Ocean University Medical Center (OUMC), formerly Ocean Medical Center, is a 318-bed non-profit, short-term acute care teaching hospital located in Brick, Ocean County, New Jersey, providing tertiary and healthcare needs for the northern Jersey Shore and Central Jersey.

The university as of 2021 has 90 residents and five medical programs.

OUMC is part of the Hackensack Meridian Health Health System and is affiliated with the Robert Wood Johnson Medical School of Rutgers University.
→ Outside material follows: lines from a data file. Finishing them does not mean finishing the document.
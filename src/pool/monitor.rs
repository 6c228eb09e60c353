//! Pool monitor events
//!
//! The server pool reports lifecycle events through a single-method sink
//! so metrics wiring stays outside the pool. Events are emitted strictly
//! after the state change they describe has committed.

use std::sync::Arc;

/// Types of pool events.
#[derive(Debug, Clone, Copy, PartialEq, Eq)]
pub enum EventType {
    /// The pool finished connecting
    PoolCreated,
    /// The pool generation was bumped
    PoolCleared,
    /// The pool finished disconnecting
    PoolClosed,
    /// A connection was minted
    ConnectionCreated,
    /// A connection was disposed of
    ConnectionClosed,
    /// A checkout completed successfully
    GetSucceeded,
    /// A checkout failed
    GetFailed,
    /// A checked-out connection came back
    ConnectionReturned,
}

impl EventType {
    /// Wire name used in metric names.
    pub fn as_str(&self) -> &'static str {
        match self {
            EventType::PoolCreated => "pool_created",
            EventType::PoolCleared => "pool_cleared",
            EventType::PoolClosed => "pool_closed",
            EventType::ConnectionCreated => "connection_created",
            EventType::ConnectionClosed => "connection_closed",
            EventType::GetSucceeded => "get_succeeded",
            EventType::GetFailed => "get_failed",
            EventType::ConnectionReturned => "connection_returned",
        }
    }
}

/// A single pool event.
#[derive(Debug, Clone)]
pub struct Event {
    /// What happened
    pub event_type: EventType,
    /// Upstream address the pool serves
    pub address: String,
    /// Connection the event concerns; 0 for pool-level events
    pub connection_id: u64,
    /// Free-form reason tag
    pub reason: Option<&'static str>,
}

/// Sink for pool events.
pub trait Monitor: Send + Sync {
    /// Receive one event.
    fn event(&self, event: &Event);
}

/// Convenience for the pool's optional monitor field.
pub(crate) fn emit(
    monitor: &Option<Arc<dyn Monitor>>,
    event_type: EventType,
    address: &str,
    connection_id: u64,
    reason: Option<&'static str>,
) {
    if let Some(monitor) = monitor {
        monitor.event(&Event {
            event_type,
            address: address.to_string(),
            connection_id,
            reason,
        });
    }
}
Pediatric patients are under the care of doctors from K. Hovnanian Children's Hospital, and high-risk pediatric cases are transferred to the hospital. In 2021 it was given a grade A by the Leapfrog patient safety organization. In 2021 U.S. News ranked it among the 15 best maternity hospitals in New Jersey.

== History ==
Ocean University Medical Center began as Point Pleasant Hospital in 1918 as a four-room facility in the Point Pleasant Beach home of Dr. Frank Denniston, and by the late 1920s expanded to a 16-bed building. It continued to expand and become the largest hospital in the region.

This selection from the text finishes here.